Stored items:
···

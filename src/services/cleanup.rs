use chrono::Duration as ChronoDuration;
use std::sync::Arc;
use std::time::Duration;
use tokio::task::JoinHandle;
use tracing::{debug, info, warn};

use crate::services::checkout::CheckoutState;
use crate::AppState;

/// What one eviction pass dropped from memory.
#[derive(Debug, Clone, Copy, Default, PartialEq, Eq)]
pub struct EvictionReport {
    pub checkouts: usize,
    pub selections: usize,
    pub suspended: usize,
    pub sessions: usize,
}

impl EvictionReport {
    pub fn total(&self) -> usize {
        self.checkouts + self.selections + self.suspended + self.sessions
    }
}

/// Periodic release of lapsed seat holds and eviction of idle state.
pub struct CleanupService {
    state: Arc<AppState>,
}

impl CleanupService {
    pub fn new(state: Arc<AppState>) -> Self {
        Self { state }
    }

    /// One sweep: expired holds back to available, then lapsed seats dropped
    /// from idle selections. Returns the number of holds released.
    pub fn run_hold_sweep(&self) -> usize {
        let released = self.state.inventories.sweep_expired();

        let mut pruned = 0;
        for selection in self.state.selections.lock().values_mut() {
            pruned += selection.refresh().len();
        }

        if released > 0 || pruned > 0 {
            info!("🧹 Hold sweep released {} seats, pruned {} from selections", released, pruned);
        } else {
            debug!("Hold sweep found nothing to release");
        }
        released
    }

    /// Drops state nobody will come back for: checkouts idle longer than the
    /// retention window (unconfirmed ones are cancelled first), empty
    /// selections, stale parked logins and expired sessions.
    pub async fn run_eviction(&self) -> EvictionReport {
        let now = self.state.clock.now();
        let cutoff = now - ChronoDuration::seconds(self.state.config.holds.retention_secs);
        let mut report = EvictionReport::default();

        self.state.checkouts.lock().retain(|checkout_id, handle| {
            // A locked workflow is mid-request; look again next pass.
            let Ok(mut workflow) = handle.workflow.try_lock() else {
                return true;
            };
            if workflow.booking().updated_at() >= cutoff {
                return true;
            }
            let holds_seats = workflow.state() != CheckoutState::Confirmed && !workflow.selection().is_empty();
            if holds_seats && workflow.cancel().is_err() {
                return true;
            }
            debug!(checkout_id = %checkout_id, state = %workflow.state(), "evicting idle checkout");
            report.checkouts += 1;
            false
        });

        self.state.selections.lock().retain(|_, selection| {
            selection.refresh();
            let keep = !selection.is_empty();
            if !keep {
                report.selections += 1;
            }
            keep
        });

        report.suspended = self.state.auth.purge_suspended(cutoff);

        match self.state.sessions().purge_expired().await {
            Ok(purged) => report.sessions = purged,
            Err(e) => warn!("session purge failed: {}", e),
        }

        if report.total() > 0 {
            info!(
                checkouts = report.checkouts,
                selections = report.selections,
                suspended = report.suspended,
                sessions = report.sessions,
                "🧹 Evicted idle state"
            );
        }
        report
    }

    /// Runs the sweep and the eviction forever on the given interval.
    pub fn spawn(self, interval: Duration) -> JoinHandle<()> {
        tokio::spawn(async move {
            let mut ticker = tokio::time::interval(interval);
            loop {
                ticker.tick().await;
                self.run_hold_sweep();
                self.run_eviction().await;
            }
        })
    }
}
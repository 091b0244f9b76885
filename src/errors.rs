use axum::{
    http::StatusCode,
    response::{IntoResponse, Response},
    Json,
};
use serde::Serialize;
use serde_json::json;

use crate::models::{ContactField, SeatId, SessionToken, ShowtimeId};

/// Returned by the auth gate instead of broadcasting a login request.
/// Carries enough to resume the suspended checkout once the session logs in.
#[derive(Debug, Clone, PartialEq, Eq, Serialize)]
pub struct AuthChallenge {
    pub session: SessionToken,
    pub showtime_id: ShowtimeId,
    pub seats: Vec<SeatId>,
}

#[derive(Debug, Clone, PartialEq, Eq, thiserror::Error)]
pub enum BookingError {
    #[error("contact details incomplete: {}", join_fields(.fields))]
    Validation { fields: Vec<ContactField> },

    #[error("seat {seat} is no longer available")]
    SeatConflict { seat: SeatId },

    /// A conflict that ended the checkout, so the selection is gone too.
    #[error("seat {seat} was taken before the booking could be confirmed")]
    SeatLost { seat: SeatId },

    #[error("authentication required before checkout")]
    AuthRequired(AuthChallenge),

    #[error("invalid email or password")]
    InvalidCredentials,

    #[error("payment failed: {reason}")]
    PaymentFailure { reason: String },

    #[error("hold on seat {seat} expired before confirmation")]
    HoldExpired { seat: SeatId },

    #[error("checkout cancelled")]
    Cancelled,

    #[error("no seats selected")]
    EmptySelection,

    #[error("{0} not found")]
    NotFound(String),

    #[error("invalid state: expected {expected}, found {actual}")]
    InvalidState { expected: String, actual: String },

    #[error("internal error: {0}")]
    Internal(String),
}

fn join_fields(fields: &[ContactField]) -> String {
    fields.iter().map(ToString::to_string).collect::<Vec<_>>().join(", ")
}

impl BookingError {
    /// Whether the current attempt can be retried in place without losing data.
    pub fn is_recoverable(&self) -> bool {
        !matches!(
            self,
            BookingError::HoldExpired { .. }
                | BookingError::SeatLost { .. }
                | BookingError::Cancelled
                | BookingError::Internal(_)
        )
    }

    pub fn code(&self) -> &'static str {
        match self {
            BookingError::Validation { .. } => "VALIDATION_ERROR",
            BookingError::SeatConflict { .. } => "SEAT_CONFLICT",
            BookingError::SeatLost { .. } => "SEAT_LOST",
            BookingError::AuthRequired(_) => "AUTH_REQUIRED",
            BookingError::InvalidCredentials => "INVALID_CREDENTIALS",
            BookingError::PaymentFailure { .. } => "PAYMENT_FAILURE",
            BookingError::HoldExpired { .. } => "HOLD_EXPIRED",
            BookingError::Cancelled => "CANCELLED",
            BookingError::EmptySelection => "EMPTY_SELECTION",
            BookingError::NotFound(_) => "NOT_FOUND",
            BookingError::InvalidState { .. } => "INVALID_STATE",
            BookingError::Internal(_) => "INTERNAL_ERROR",
        }
    }

    pub fn status_code(&self) -> StatusCode {
        match self {
            BookingError::Validation { .. } => StatusCode::UNPROCESSABLE_ENTITY,
            BookingError::SeatConflict { .. } | BookingError::SeatLost { .. } => status_419(),
            BookingError::AuthRequired(_) | BookingError::InvalidCredentials => StatusCode::UNAUTHORIZED,
            BookingError::PaymentFailure { .. } => StatusCode::PAYMENT_REQUIRED,
            BookingError::HoldExpired { .. } => StatusCode::GONE,
            BookingError::Cancelled | BookingError::InvalidState { .. } => StatusCode::CONFLICT,
            BookingError::EmptySelection => StatusCode::BAD_REQUEST,
            BookingError::NotFound(_) => StatusCode::NOT_FOUND,
            BookingError::Internal(_) => StatusCode::INTERNAL_SERVER_ERROR,
        }
    }
}

fn status_419() -> StatusCode {
    StatusCode::from_u16(419).unwrap_or(StatusCode::CONFLICT)
}

impl IntoResponse for BookingError {
    fn into_response(self) -> Response {
        if let BookingError::Internal(ref msg) = self {
            tracing::error!("request failed: {}", msg);
        }

        let mut body = json!({
            "success": false,
            "code": self.code(),
            "error": self.to_string(),
            "recoverable": self.is_recoverable(),
        });
        match &self {
            BookingError::Validation { fields } => body["fields"] = json!(fields),
            BookingError::AuthRequired(challenge) => body["challenge"] = json!(challenge),
            BookingError::SeatConflict { seat }
            | BookingError::SeatLost { seat }
            | BookingError::HoldExpired { seat } => {
                body["seat"] = json!(seat)
            }
            _ => {}
        }

        (self.status_code(), Json(body)).into_response()
    }
}
//! Server-side session records keyed by session token.

use async_trait::async_trait;
use chrono::{DateTime, Duration, Utc};
use parking_lot::RwLock;
use std::collections::HashMap;
use std::sync::Arc;

use crate::clock::Clock;
use crate::errors::BookingError;
use crate::models::{AuthUser, SessionContext, SessionToken};

#[async_trait]
pub trait SessionStore: Send + Sync {
    /// Starts a new anonymous session.
    async fn create(&self) -> Result<SessionContext, BookingError>;

    async fn load(&self, token: &SessionToken) -> Result<Option<SessionContext>, BookingError>;

    async fn save(&self, session: &SessionContext) -> Result<(), BookingError>;

    async fn remove(&self, token: &SessionToken) -> Result<(), BookingError>;

    /// Attaches (or with `None`, clears) the identity of a session.
    async fn set_user(&self, token: &SessionToken, user: Option<AuthUser>) -> Result<SessionContext, BookingError> {
        let mut session = self
            .load(token)
            .await?
            .ok_or_else(|| BookingError::NotFound(format!("session {token}")))?;
        session.user = user;
        self.save(&session).await?;
        Ok(session)
    }

    /// Drops expired sessions and returns how many went. Stores whose backend
    /// expires keys on its own keep the default.
    async fn purge_expired(&self) -> Result<usize, BookingError> {
        Ok(0)
    }
}

struct StoredSession {
    session: SessionContext,
    expires_at: DateTime<Utc>,
}

/// Process-local sessions. Like the Redis store, every save restarts the TTL.
pub struct InMemorySessionStore {
    clock: Arc<dyn Clock>,
    ttl: Duration,
    sessions: RwLock<HashMap<SessionToken, StoredSession>>,
}

impl InMemorySessionStore {
    pub fn new(clock: Arc<dyn Clock>, ttl_secs: u64) -> Self {
        let ttl = Duration::seconds(i64::try_from(ttl_secs).unwrap_or(i64::MAX / 1000));
        Self { clock, ttl, sessions: RwLock::new(HashMap::new()) }
    }

    fn store(&self, session: &SessionContext) {
        let expires_at = self.clock.now().checked_add_signed(self.ttl).unwrap_or(DateTime::<Utc>::MAX_UTC);
        self.sessions
            .write()
            .insert(session.token.clone(), StoredSession { session: session.clone(), expires_at });
    }

    pub fn len(&self) -> usize {
        self.sessions.read().len()
    }

    pub fn is_empty(&self) -> bool {
        self.sessions.read().is_empty()
    }
}

#[async_trait]
impl SessionStore for InMemorySessionStore {
    async fn create(&self) -> Result<SessionContext, BookingError> {
        let session = SessionContext::anonymous(self.clock.now());
        self.store(&session);
        Ok(session)
    }

    async fn load(&self, token: &SessionToken) -> Result<Option<SessionContext>, BookingError> {
        let now = self.clock.now();
        Ok(self
            .sessions
            .read()
            .get(token)
            .filter(|stored| stored.expires_at > now)
            .map(|stored| stored.session.clone()))
    }

    async fn save(&self, session: &SessionContext) -> Result<(), BookingError> {
        self.store(session);
        Ok(())
    }

    async fn purge_expired(&self) -> Result<usize, BookingError> {
        let now = self.clock.now();
        let mut sessions = self.sessions.write();
        let before = sessions.len();
        sessions.retain(|_, stored| stored.expires_at > now);
        Ok(before - sessions.len())
    }

    async fn remove(&self, token: &SessionToken) -> Result<(), BookingError> {
        self.sessions.write().remove(token);
        Ok(())
    }
}

#[cfg(feature = "redis-sessions")]
pub use redis_store::RedisSessionStore;

#[cfg(feature = "redis-sessions")]
mod redis_store {
    use super::*;
    use redis::{aio::MultiplexedConnection, AsyncCommands, Client};
    use tracing::info;

    /// Sessions serialized as JSON under `session:{token}` with a sliding TTL.
    #[derive(Clone)]
    pub struct RedisSessionStore {
        conn: MultiplexedConnection,
        clock: Arc<dyn Clock>,
        ttl_secs: u64,
    }

    fn redis_err(e: redis::RedisError) -> BookingError {
        BookingError::Internal(format!("session store: {e}"))
    }

    impl RedisSessionStore {
        pub async fn connect(redis_url: &str, ttl_secs: u64, clock: Arc<dyn Clock>) -> Result<Self, BookingError> {
            let client = Client::open(redis_url).map_err(redis_err)?;
            let conn = client.get_multiplexed_async_connection().await.map_err(redis_err)?;
            info!("Redis session store connected");
            Ok(Self { conn, clock, ttl_secs })
        }

        fn key(token: &SessionToken) -> String {
            format!("session:{}", token)
        }
    }

    #[async_trait]
    impl SessionStore for RedisSessionStore {
        async fn create(&self) -> Result<SessionContext, BookingError> {
            let session = SessionContext::anonymous(self.clock.now());
            self.save(&session).await?;
            Ok(session)
        }

        async fn load(&self, token: &SessionToken) -> Result<Option<SessionContext>, BookingError> {
            let mut conn = self.conn.clone();
            let data: Option<String> = conn.get(Self::key(token)).await.map_err(redis_err)?;
            data.map(|raw| {
                serde_json::from_str(&raw).map_err(|e| BookingError::Internal(format!("corrupt session: {e}")))
            })
            .transpose()
        }

        async fn save(&self, session: &SessionContext) -> Result<(), BookingError> {
            let data = serde_json::to_string(session).map_err(|e| BookingError::Internal(e.to_string()))?;
            let mut conn = self.conn.clone();
            conn.set_ex(Self::key(&session.token), data, self.ttl_secs)
                .await
                .map_err(redis_err)
        }

        async fn remove(&self, token: &SessionToken) -> Result<(), BookingError> {
            let mut conn = self.conn.clone();
            let _: () = conn.del(Self::key(token)).await.map_err(redis_err)?;
            Ok(())
        }
    }
}
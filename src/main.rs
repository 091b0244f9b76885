use std::net::SocketAddr;
use std::time::Duration;
use tracing::info;
use tracing_subscriber::{layer::SubscriberExt, util::SubscriberInitExt, EnvFilter};

use seat_booking::{config::Config, controllers, services::cleanup::CleanupService, AppState};

#[global_allocator]
static GLOBAL: mimalloc::MiMalloc = mimalloc::MiMalloc;

#[tokio::main]
async fn main() -> anyhow::Result<()> {
    dotenvy::dotenv().ok();
    let config = Config::from_env()?;

    let filter = EnvFilter::try_from_default_env().unwrap_or_else(|_| EnvFilter::new(&config.app.rust_log));
    if config.app.log_json {
        tracing_subscriber::registry()
            .with(filter)
            .with(tracing_subscriber::fmt::layer().json())
            .init();
    } else {
        tracing_subscriber::registry()
            .with(filter)
            .with(tracing_subscriber::fmt::layer())
            .init();
    }

    info!("Starting seat booking API ({})", config.app.environment);

    let host: std::net::IpAddr = config.app.host.parse()?;
    let addr = SocketAddr::from((host, config.app.port));
    let sweep_interval = Duration::from_secs(config.holds.sweep_interval_secs.max(1));

    let app_state = AppState::new(config).await?;

    // --- Start background tasks ---

    // Expired seat holds go back to available
    CleanupService::new(app_state.clone()).spawn(sweep_interval);

    // --- Start the web server ---

    let app = controllers::router(app_state);

    info!("Server listening on {}", addr);
    let listener = tokio::net::TcpListener::bind(addr).await?;
    axum::serve(listener, app.into_make_service()).await?;

    Ok(())
}
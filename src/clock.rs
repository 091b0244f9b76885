use chrono::{DateTime, Duration, Utc};
use parking_lot::Mutex;

/// Source of the current time. Hold expiry is computed against this.
pub trait Clock: Send + Sync {
    fn now(&self) -> DateTime<Utc>;
}

#[derive(Debug, Clone, Copy, Default)]
pub struct SystemClock;

impl Clock for SystemClock {
    fn now(&self) -> DateTime<Utc> {
        Utc::now()
    }
}

/// Clock that only moves when told to.
#[derive(Debug)]
pub struct ManualClock {
    now: Mutex<DateTime<Utc>>,
}

impl ManualClock {
    pub fn new(start: DateTime<Utc>) -> Self {
        Self { now: Mutex::new(start) }
    }

    pub fn advance(&self, by: Duration) {
        let mut now = self.now.lock();
        *now += by;
    }
}

impl Default for ManualClock {
    fn default() -> Self {
        Self::new(Utc::now())
    }
}

impl Clock for ManualClock {
    fn now(&self) -> DateTime<Utc> {
        *self.now.lock()
    }
}
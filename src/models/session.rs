use chrono::{DateTime, Utc};
use serde::{Deserialize, Serialize};
use std::fmt;
use uuid::Uuid;

/// Opaque token identifying a browsing session.
#[derive(Debug, Clone, PartialEq, Eq, Hash, PartialOrd, Ord, Serialize, Deserialize)]
#[serde(transparent)]
pub struct SessionToken(String);

impl SessionToken {
    pub fn generate() -> Self {
        Self(Uuid::new_v4().simple().to_string())
    }

    pub fn new(token: impl Into<String>) -> Self {
        Self(token.into())
    }

    pub fn as_str(&self) -> &str {
        &self.0
    }
}

impl fmt::Display for SessionToken {
    fn fmt(&self, f: &mut fmt::Formatter<'_>) -> fmt::Result {
        f.write_str(&self.0)
    }
}

/// Identity established through the auth gate.
#[derive(Debug, Clone, PartialEq, Eq, Serialize, Deserialize)]
pub struct AuthUser {
    pub user_id: Uuid,
    pub email: String,
    pub display_name: String,
}

/// Explicit per-session context handed to every operation that needs to know
/// who is acting.
#[derive(Debug, Clone, PartialEq, Eq, Serialize, Deserialize)]
pub struct SessionContext {
    pub token: SessionToken,
    pub user: Option<AuthUser>,
    pub created_at: DateTime<Utc>,
}

impl SessionContext {
    pub fn anonymous(now: DateTime<Utc>) -> Self {
        Self { token: SessionToken::generate(), user: None, created_at: now }
    }

    pub fn is_authenticated(&self) -> bool {
        self.user.is_some()
    }
}
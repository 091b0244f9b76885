use chrono::{DateTime, Utc};
use serde::{Deserialize, Serialize};
use std::fmt;

use super::seat::Tier;

#[derive(Debug, Clone, PartialEq, Eq, Hash, PartialOrd, Ord, Serialize, Deserialize)]
#[serde(transparent)]
pub struct ShowtimeId(String);

impl ShowtimeId {
    pub fn new(id: impl Into<String>) -> Self {
        Self(id.into())
    }

    pub fn as_str(&self) -> &str {
        &self.0
    }
}

impl fmt::Display for ShowtimeId {
    fn fmt(&self, f: &mut fmt::Formatter<'_>) -> fmt::Result {
        f.write_str(&self.0)
    }
}

/// Showtime data supplied by the catalog collaborator.
#[derive(Debug, Clone, PartialEq, Eq, Serialize, Deserialize)]
pub struct Showtime {
    pub id: ShowtimeId,
    pub movie_id: String,
    pub theater_id: String,
    pub starts_at: DateTime<Utc>,
}

/// Unit price per tier, in whole currency units.
#[derive(Debug, Clone, Copy, PartialEq, Eq, Serialize, Deserialize)]
pub struct TierPriceTable {
    pub regular: u64,
    pub premium: u64,
    pub vip: u64,
}

impl TierPriceTable {
    pub fn price(&self, tier: Tier) -> u64 {
        match tier {
            Tier::Regular => self.regular,
            Tier::Premium => self.premium,
            Tier::Vip => self.vip,
        }
    }
}

impl Default for TierPriceTable {
    fn default() -> Self {
        Self { regular: 150, premium: 250, vip: 400 }
    }
}
//! Live pricing of a session's selection.

mod common;

use common::{seat, Harness};
use proptest::prelude::*;
use seat_booking::models::{PriceBreakdown, SessionToken};
use seat_booking::services::pricing::PricingCalculator;
use seat_booking::services::selection::SeatSelectionStore;

#[tokio::test]
async fn two_regular_seats_price_with_ten_percent_fee() {
    let harness = Harness::new();
    let inventory = harness.showtime("st-pricing-1");
    let mut selection = SeatSelectionStore::new(SessionToken::generate(), inventory);

    selection.toggle(&seat("A1")).unwrap();
    selection.toggle(&seat("A2")).unwrap();

    let price = harness.state.pricing.quote(&selection);
    assert_eq!(price, PriceBreakdown { base: 300, fee: 30, total: 330 });
}

#[tokio::test]
async fn three_premium_seats() {
    let harness = Harness::new();
    let inventory = harness.showtime("st-pricing-2");
    let mut selection = SeatSelectionStore::new(SessionToken::generate(), inventory);

    for id in ["G1", "G2", "G3"] {
        selection.toggle(&seat(id)).unwrap();
    }

    let price = harness.state.pricing.quote(&selection);
    assert_eq!(price, PriceBreakdown { base: 750, fee: 75, total: 825 });
}

#[tokio::test]
async fn price_follows_every_toggle() {
    let harness = Harness::new();
    let inventory = harness.showtime("st-pricing-3");
    let mut selection = SeatSelectionStore::new(SessionToken::generate(), inventory);
    let pricing = harness.state.pricing;

    selection.toggle(&seat("I5")).unwrap();
    assert_eq!(pricing.quote(&selection).total, 440);

    selection.toggle(&seat("A5")).unwrap();
    assert_eq!(pricing.quote(&selection).base, 550);

    selection.toggle(&seat("I5")).unwrap();
    assert_eq!(pricing.quote(&selection), PriceBreakdown { base: 150, fee: 15, total: 165 });

    selection.toggle(&seat("A5")).unwrap();
    assert_eq!(pricing.quote(&selection), PriceBreakdown::default());
}

proptest! {
    #[test]
    fn total_is_base_plus_rounded_fee(base in 0u64..1_000_000_000, bp in 0u32..5_000) {
        let pricing = PricingCalculator::new(bp);
        let price = pricing.from_base(base);

        prop_assert_eq!(price.base, base);
        prop_assert_eq!(price.total, price.base + price.fee);

        let exact = base as u128 * bp as u128;
        let scaled = price.fee as u128 * 10_000;
        prop_assert!(scaled.abs_diff(exact) <= 5_000);
    }

    #[test]
    fn fee_never_decreases_with_base(a in 0u64..10_000_000, b in 0u64..10_000_000) {
        let pricing = PricingCalculator::default();
        let (low, high) = if a <= b { (a, b) } else { (b, a) };
        prop_assert!(pricing.fee(low) <= pricing.fee(high));
    }
}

···

*Task:* The answer must be every line of the records above that holds the word "HashMap".

*Response box:*
use std::collections::HashMap;
    sessions: RwLock<HashMap<SessionToken, StoredSession>>,
        Self { clock, ttl, sessions: RwLock::new(HashMap::new()) }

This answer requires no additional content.